**Data for the task:**
//! Shared test harness: the full subsystem wired over the in-memory
//! stores.

// not every test binary touches every part of the harness
#![allow(dead_code)]

use std::sync::Arc;

use tokio_util::sync::CancellationToken;
use uuid::Uuid;

use ledger_server::chain::HashChainEngine;
use ledger_server::dlq::DlqManager;
use ledger_server::drain::{DrainConfig, DrainWorker};
use ledger_server::export::ExportService;
use ledger_server::integrity::IntegrityService;
use ledger_server::memory::{
    MemoryAdminStore, MemoryDlqStore, MemoryLedgerStore, MemoryObjectStore, MemoryOutboxStore,
    MemoryReportStore,
};
use ledger_server::store::{DlqStore, LedgerStore, ObjectStore, OutboxStore, ReportStore};
use ledger_server::tenant::PrivilegedGateway;

pub struct Harness {
    pub outbox: Arc<MemoryOutboxStore>,
    pub ledger: Arc<MemoryLedgerStore>,
    pub dlq_store: Arc<MemoryDlqStore>,
    pub reports: Arc<MemoryReportStore>,
    pub objects: Arc<MemoryObjectStore>,
    pub chain: Arc<HashChainEngine>,
    pub dlq: Arc<DlqManager>,
    pub integrity: IntegrityService,
    pub export: ExportService,
    pub gateway: PrivilegedGateway,
}

impl Harness {
    pub fn new() -> Self {
        let outbox = Arc::new(MemoryOutboxStore::new());
        let ledger = Arc::new(MemoryLedgerStore::new(outbox.clone()));
        let dlq_store = Arc::new(MemoryDlqStore::new());
        let reports = Arc::new(MemoryReportStore::new());
        let objects = Arc::new(MemoryObjectStore::new());
        let chain = Arc::new(HashChainEngine::new());

        let dlq = Arc::new(DlqManager::new(
            dlq_store.clone() as Arc<dyn DlqStore>,
            outbox.clone() as Arc<dyn OutboxStore>,
            chain.clone(),
            5,
        ));
        let integrity = IntegrityService::new(
            ledger.clone() as Arc<dyn LedgerStore>,
            reports.clone() as Arc<dyn ReportStore>,
            objects.clone() as Arc<dyn ObjectStore>,
        );
        let export = ExportService::new(
            ledger.clone() as Arc<dyn LedgerStore>,
            objects.clone() as Arc<dyn ObjectStore>,
            reports.clone() as Arc<dyn ReportStore>,
        );
        let gateway = PrivilegedGateway::new(
            Arc::new(MemoryAdminStore::new(ledger.clone())),
            chain.clone(),
        );

        Self {
            outbox,
            ledger,
            dlq_store,
            reports,
            objects,
            chain,
            dlq,
            integrity,
            export,
            gateway,
        }
    }

    pub fn worker(&self, worker_id: &str) -> DrainWorker {
        DrainWorker::new(
            worker_id,
            self.outbox.clone() as Arc<dyn OutboxStore>,
            self.ledger.clone() as Arc<dyn LedgerStore>,
            self.chain.clone(),
            self.dlq.clone(),
            DrainConfig::default(),
            CancellationToken::new(),
        )
    }
}

pub fn tenant() -> String {
    Uuid::new_v4().to_string()
}
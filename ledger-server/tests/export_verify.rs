//! Export and export-verification round trips

mod common;

use common::{tenant, Harness};
use serde_json::json;

use ledger_server::store::{ObjectStore, OutboxStore};
use ledger_server::types::{ReportKind, ReportStatus};

async fn seed_events(h: &Harness, t: &str, n: usize) {
    for i in 0..n {
        h.outbox
            .enqueue(t, "order.created", json!({"n": i}), None, 5)
            .await
            .unwrap();
    }
    h.worker("w1").drain_once().await.unwrap();
}

#[tokio::test]
async fn export_writes_file_manifest_and_record() {
    let h = Harness::new();
    let t = tenant();
    seed_events(&h, &t, 3).await;

    let outcome = h.export.export_range(&t, 0, i64::MAX, None, "exporter").await.unwrap();
    assert_eq!(outcome.manifest.event_count, 3);
    assert!(outcome.ndjson_key.starts_with(&t));
    assert!(outcome.ndjson_key.ends_with(".ndjson"));
    assert!(outcome.manifest_key.ends_with(".manifest.json"));

    // both objects exist and the manifest row was recorded
    let mut keys = h.objects.keys();
    keys.sort();
    assert_eq!(keys.len(), 2);
    assert_eq!(h.reports.manifests().len(), 1);

    let body = h.objects.get(&outcome.ndjson_key).await.unwrap();
    assert_eq!(String::from_utf8(body).unwrap().lines().count(), 3);
}

#[tokio::test]
async fn intact_export_verifies_valid() {
    let h = Harness::new();
    let t = tenant();
    seed_events(&h, &t, 3).await;

    let outcome = h.export.export_range(&t, 0, i64::MAX, None, "exporter").await.unwrap();
    let report = h
        .integrity
        .verify_export(&t, &outcome.manifest_key, "auditor")
        .await
        .unwrap();

    assert_eq!(report.status, ReportStatus::Valid);
    assert_eq!(report.kind, ReportKind::Export);
    assert_eq!(report.start_seq, Some(0));
    assert_eq!(report.end_seq, Some(2));
    assert_eq!(report.manifest_ref.as_deref(), Some(outcome.manifest_key.as_str()));
}

#[tokio::test]
async fn single_flipped_byte_fails_export_verification() {
    let h = Harness::new();
    let t = tenant();
    seed_events(&h, &t, 3).await;

    let outcome = h.export.export_range(&t, 0, i64::MAX, None, "exporter").await.unwrap();
    h.objects.corrupt(&outcome.ndjson_key, 10);

    let report = h
        .integrity
        .verify_export(&t, &outcome.manifest_key, "auditor")
        .await
        .unwrap();
    assert_eq!(report.status, ReportStatus::Tampered);
}

#[tokio::test]
async fn export_detects_post_export_ledger_tampering() {
    let h = Harness::new();
    let t = tenant();
    seed_events(&h, &t, 3).await;

    let outcome = h.export.export_range(&t, 0, i64::MAX, None, "exporter").await.unwrap();
    // the file is intact but the live ledger diverged afterwards
    h.ledger.corrupt_payload(&t, 1, json!({"forged": true}));

    let report = h
        .integrity
        .verify_export(&t, &outcome.manifest_key, "auditor")
        .await
        .unwrap();
    assert_eq!(report.status, ReportStatus::Tampered);
    assert_eq!(report.broken_at_sequence_no, Some(1));
}

#[tokio::test]
async fn limit_caps_the_export_at_the_lowest_sequences() {
    let h = Harness::new();
    let t = tenant();
    seed_events(&h, &t, 5).await;

    let outcome = h
        .export
        .export_range(&t, 0, i64::MAX, Some(2), "exporter")
        .await
        .unwrap();
    assert_eq!(outcome.manifest.event_count, 2);

    let body = h.objects.get(&outcome.ndjson_key).await.unwrap();
    let text = String::from_utf8(body).unwrap();
    assert_eq!(text.lines().count(), 2);
    // the cap keeps the head of the chain, not an arbitrary subset
    let first: ledger_server::types::LedgerEvent =
        serde_json::from_str(text.lines().next().unwrap()).unwrap();
    assert_eq!(first.sequence_no, 0);

    // a capped export is still a verifiable contiguous segment
    let report = h
        .integrity
        .verify_export(&t, &outcome.manifest_key, "auditor")
        .await
        .unwrap();
    assert_eq!(report.status, ReportStatus::Valid);
    assert_eq!(report.end_seq, Some(1));
}

#[tokio::test]
async fn empty_range_exports_and_verifies() {
    let h = Harness::new();
    let t = tenant();

    let outcome = h.export.export_range(&t, 0, 1, None, "exporter").await.unwrap();
    assert_eq!(outcome.manifest.event_count, 0);

    let report = h
        .integrity
        .verify_export(&t, &outcome.manifest_key, "auditor")
        .await
        .unwrap();
    assert_eq!(report.status, ReportStatus::Valid);
}

#[tokio::test]
async fn manifest_from_another_tenant_is_rejected() {
    let h = Harness::new();
    let (a, b) = (tenant(), tenant());
    seed_events(&h, &a, 1).await;

    let outcome = h.export.export_range(&a, 0, i64::MAX, None, "exporter").await.unwrap();
    let err = h
        .integrity
        .verify_export(&b, &outcome.manifest_key, "auditor")
        .await
        .unwrap_err();
    assert!(matches!(err, ledger_server::LedgerError::InvalidIdentifier(_)));
}
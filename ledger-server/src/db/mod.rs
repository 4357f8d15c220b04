//! PostgreSQL adapters behind the store seams

pub mod dlq;
pub mod ledger;
pub mod outbox;
pub mod reports;
pub mod tenant;
//! Ledger persistence
//!
//! `append_event` is the single write path: one transaction holding the
//! tenant's advisory lock inserts the chained row and flips the
//! originating outbox entry. The `UNIQUE (tenant_id, sequence_no)`
//! constraint turns any lost race into an insert failure the drain
//! worker retries, never into a forked chain.

use async_trait::async_trait;
use sqlx::PgPool;
use uuid::Uuid;

use super::tenant::set_tenant_context;
use crate::error::{LedgerError, LedgerResult};
use crate::store::LedgerStore;
use crate::types::{LedgerEvent, NewLedgerEvent};

const EVENT_COLUMNS: &str = "id, tenant_id, sequence_no, event_type, payload, actor, \
     timestamp, chain_hash, prev_chain_hash, key_version";

pub struct PgLedgerStore {
    pool: PgPool,
}

impl PgLedgerStore {
    pub fn new(pool: PgPool) -> Self {
        Self { pool }
    }
}

#[async_trait]
impl LedgerStore for PgLedgerStore {
    async fn append_event(
        &self,
        event: NewLedgerEvent,
        outbox_id: Uuid,
    ) -> LedgerResult<LedgerEvent> {
        let mut tx = self.pool.begin().await?;
        set_tenant_context(&mut tx, &event.tenant_id).await?;

        // serializes appends for this tenant across processes; released
        // at commit or rollback
        sqlx::query("SELECT pg_advisory_xact_lock(hashtext($1))")
            .bind(&event.tenant_id)
            .execute(&mut *tx)
            .await?;

        let stored: LedgerEvent = sqlx::query_as(&format!(
            r#"
            INSERT INTO ledger_events
                (id, tenant_id, sequence_no, event_type, payload, actor,
                 timestamp, chain_hash, prev_chain_hash, key_version)
            VALUES ($1, $2, $3, $4, $5, $6, $7, $8, $9, 1)
            RETURNING {EVENT_COLUMNS}
            "#
        ))
        .bind(event.id)
        .bind(&event.tenant_id)
        .bind(event.sequence_no)
        .bind(&event.event_type)
        .bind(&event.payload)
        .bind(event.actor.as_deref())
        .bind(event.timestamp)
        .bind(&event.chain_hash)
        .bind(&event.prev_chain_hash)
        .fetch_one(&mut *tx)
        .await
        .map_err(|e| match &e {
            // a lost sequence race lands on the UNIQUE constraint
            sqlx::Error::Database(db) if db.is_unique_violation() => {
                LedgerError::ChainConflict(event.tenant_id.clone())
            }
            _ => LedgerError::Database(e),
        })?;

        sqlx::query(
            r#"
            UPDATE audit_outbox
            SET status = 'processed', claimed_by = NULL, lease_expires_at = NULL
            WHERE id = $1
            "#,
        )
        .bind(outbox_id)
        .execute(&mut *tx)
        .await?;

        tx.commit().await?;
        Ok(stored)
    }

    async fn last_event(&self, tenant_id: &str) -> LedgerResult<Option<LedgerEvent>> {
        let mut tx = self.pool.begin().await?;
        set_tenant_context(&mut tx, tenant_id).await?;
        let row = sqlx::query_as::<_, LedgerEvent>(&format!(
            r#"
            SELECT {EVENT_COLUMNS} FROM ledger_events
            WHERE tenant_id = $1
            ORDER BY sequence_no DESC
            LIMIT 1
            "#
        ))
        .bind(tenant_id)
        .fetch_optional(&mut *tx)
        .await?;
        tx.commit().await?;
        Ok(row)
    }

    async fn events_in_range(
        &self,
        tenant_id: &str,
        start_ms: i64,
        end_ms: i64,
        limit: Option<i64>,
    ) -> LedgerResult<Vec<LedgerEvent>> {
        let mut tx = self.pool.begin().await?;
        set_tenant_context(&mut tx, tenant_id).await?;
        let rows = sqlx::query_as::<_, LedgerEvent>(&format!(
            r#"
            SELECT {EVENT_COLUMNS} FROM ledger_events
            WHERE tenant_id = $1 AND timestamp >= $2 AND timestamp <= $3
            ORDER BY sequence_no
            LIMIT $4
            "#
        ))
        .bind(tenant_id)
        .bind(start_ms)
        .bind(end_ms)
        .bind(limit.unwrap_or(i64::MAX))
        .fetch_all(&mut *tx)
        .await?;
        tx.commit().await?;
        Ok(rows)
    }

    async fn chain_prefix(
        &self,
        tenant_id: &str,
        through_ms: i64,
    ) -> LedgerResult<Vec<LedgerEvent>> {
        let mut tx = self.pool.begin().await?;
        set_tenant_context(&mut tx, tenant_id).await?;
        let rows = sqlx::query_as::<_, LedgerEvent>(&format!(
            r#"
            SELECT {EVENT_COLUMNS} FROM ledger_events
            WHERE tenant_id = $1 AND timestamp <= $2
            ORDER BY sequence_no
            "#
        ))
        .bind(tenant_id)
        .bind(through_ms)
        .fetch_all(&mut *tx)
        .await?;
        tx.commit().await?;
        Ok(rows)
    }

    async fn events_by_seq(
        &self,
        tenant_id: &str,
        start_seq: i64,
        end_seq: i64,
    ) -> LedgerResult<Vec<LedgerEvent>> {
        let mut tx = self.pool.begin().await?;
        set_tenant_context(&mut tx, tenant_id).await?;
        let rows = sqlx::query_as::<_, LedgerEvent>(&format!(
            r#"
            SELECT {EVENT_COLUMNS} FROM ledger_events
            WHERE tenant_id = $1 AND sequence_no >= $2 AND sequence_no <= $3
            ORDER BY sequence_no
            "#
        ))
        .bind(tenant_id)
        .bind(start_seq)
        .bind(end_seq)
        .fetch_all(&mut *tx)
        .await?;
        tx.commit().await?;
        Ok(rows)
    }
}
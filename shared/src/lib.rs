//! Shared types for the audit ledger platform
//!
//! Common pieces used by the ledger subsystem and the business services
//! that enqueue audit events into it: the reason-coded error type and
//! time utilities.

pub mod error;
pub mod util;

// Re-exports
pub use error::{AppError, ErrorCode};
pub use serde::{Deserialize, Serialize};
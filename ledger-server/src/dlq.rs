//! Dead-letter manager
//!
//! Parks permanently-failed outbox entries, supports tenant-scoped
//! inspection and single/bulk replay. Replay is an explicit
//! re-submission: it enqueues a *new* outbox entry (the dead original
//! and the DLQ row are both retained as history) and the replayed
//! event is appended at the current chain tip, not at its original
//! position.

use std::sync::Arc;

use uuid::Uuid;

use crate::chain::HashChainEngine;
use crate::error::LedgerResult;
use crate::store::{DlqStore, OutboxStore};
use crate::tenant::validate_tenant_id;
use crate::types::{BulkReplayOutcome, DlqEntry, ErrorCategory, OutboxEntry};
use shared::util::now_millis;

pub struct DlqManager {
    dlq: Arc<dyn DlqStore>,
    outbox: Arc<dyn OutboxStore>,
    chain: Arc<HashChainEngine>,
    /// max_attempts stamped on re-enqueued entries
    replay_max_attempts: i32,
}

impl DlqManager {
    pub fn new(
        dlq: Arc<dyn DlqStore>,
        outbox: Arc<dyn OutboxStore>,
        chain: Arc<HashChainEngine>,
        replay_max_attempts: i32,
    ) -> Self {
        Self {
            dlq,
            outbox,
            chain,
            replay_max_attempts,
        }
    }

    /// Park an exhausted outbox entry. Called exclusively by the drain
    /// worker; preserves the full payload so the entry stays replayable.
    pub async fn move_to_dlq(
        &self,
        entry: &OutboxEntry,
        last_error: &str,
        category: ErrorCategory,
    ) -> LedgerResult<DlqEntry> {
        let dead = DlqEntry {
            id: Uuid::new_v4(),
            tenant_id: entry.tenant_id.clone(),
            outbox_id: entry.id,
            event_type: entry.event_type.clone(),
            payload: entry.payload.clone(),
            actor: entry.actor.clone(),
            last_error: last_error.to_string(),
            error_category: category,
            attempt_count: entry.attempts,
            dead_at: now_millis(),
            replayed_at: None,
            replayed_by: None,
            replay_count: 0,
        };

        self.dlq.insert(dead.clone()).await?;
        self.outbox.mark_dead(entry.id).await?;

        tracing::warn!(
            dlq_id = %dead.id,
            outbox_id = %entry.id,
            tenant = %entry.tenant_id,
            event_type = %entry.event_type,
            category = category.as_str(),
            "outbox entry dead-lettered"
        );
        Ok(dead)
    }

    /// Tenant-scoped listing, newest-dead first
    pub async fn list(
        &self,
        tenant_id: &str,
        limit: i64,
        offset: i64,
    ) -> LedgerResult<Vec<DlqEntry>> {
        validate_tenant_id(tenant_id)?;
        self.dlq.list(tenant_id, limit, offset).await
    }

    /// Read one entry
    pub async fn inspect(&self, tenant_id: &str, id: Uuid) -> LedgerResult<Option<DlqEntry>> {
        validate_tenant_id(tenant_id)?;
        self.dlq.get(tenant_id, id).await
    }

    /// Replay one entry: re-enqueue the payload as a fresh outbox
    /// entry, stamp the DLQ row, and reset the tenant's chain cursor so
    /// the next sequence is re-derived from persisted state.
    ///
    /// Returns false when the entry does not exist.
    pub async fn retry(&self, tenant_id: &str, id: Uuid, replayed_by: &str) -> LedgerResult<bool> {
        validate_tenant_id(tenant_id)?;

        let Some(entry) = self.dlq.get(tenant_id, id).await? else {
            return Ok(false);
        };

        self.outbox
            .enqueue(
                tenant_id,
                &entry.event_type,
                entry.payload.clone(),
                entry.actor.as_deref(),
                self.replay_max_attempts,
            )
            .await?;
        self.dlq.mark_replayed(id, replayed_by, now_millis()).await?;

        // cached chain position may predate the replay; force re-derivation
        self.chain.reset_tenant(tenant_id);

        tracing::info!(
            dlq_id = %id,
            tenant = %tenant_id,
            replayed_by = %replayed_by,
            "DLQ entry re-enqueued"
        );
        Ok(true)
    }

    /// Replay up to `limit` unreplayed entries oldest-first, counting
    /// individual failures without aborting the batch.
    pub async fn bulk_replay(
        &self,
        tenant_id: &str,
        replayed_by: &str,
        limit: i64,
    ) -> LedgerResult<BulkReplayOutcome> {
        validate_tenant_id(tenant_id)?;

        let entries = self.dlq.list_unreplayed(tenant_id, limit).await?;
        let mut outcome = BulkReplayOutcome::default();

        for entry in entries {
            match self.retry(tenant_id, entry.id, replayed_by).await {
                Ok(true) => outcome.replayed += 1,
                Ok(false) => outcome.errors += 1,
                Err(e) => {
                    outcome.errors += 1;
                    tracing::error!(dlq_id = %entry.id, tenant = %tenant_id, "replay failed: {e}");
                }
            }
        }

        tracing::info!(
            tenant = %tenant_id,
            replayed = outcome.replayed,
            errors = outcome.errors,
            "bulk replay complete"
        );
        Ok(outcome)
    }

    /// Unreplayed depth for health/alerting; no tenant filter means the
    /// cross-tenant aggregate.
    pub async fn count_unreplayed(&self, tenant_id: Option<&str>) -> LedgerResult<u64> {
        if let Some(tenant) = tenant_id {
            validate_tenant_id(tenant)?;
        }
        self.dlq.count_unreplayed(tenant_id).await
    }
}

**Task to carry out:** Every line of the records that includes the word "DrainWorker" should be gathered.

**Output of the task:**
use ledger_server::drain::{DrainConfig, DrainWorker};
    pub fn worker(&self, worker_id: &str) -> DrainWorker {
        DrainWorker::new(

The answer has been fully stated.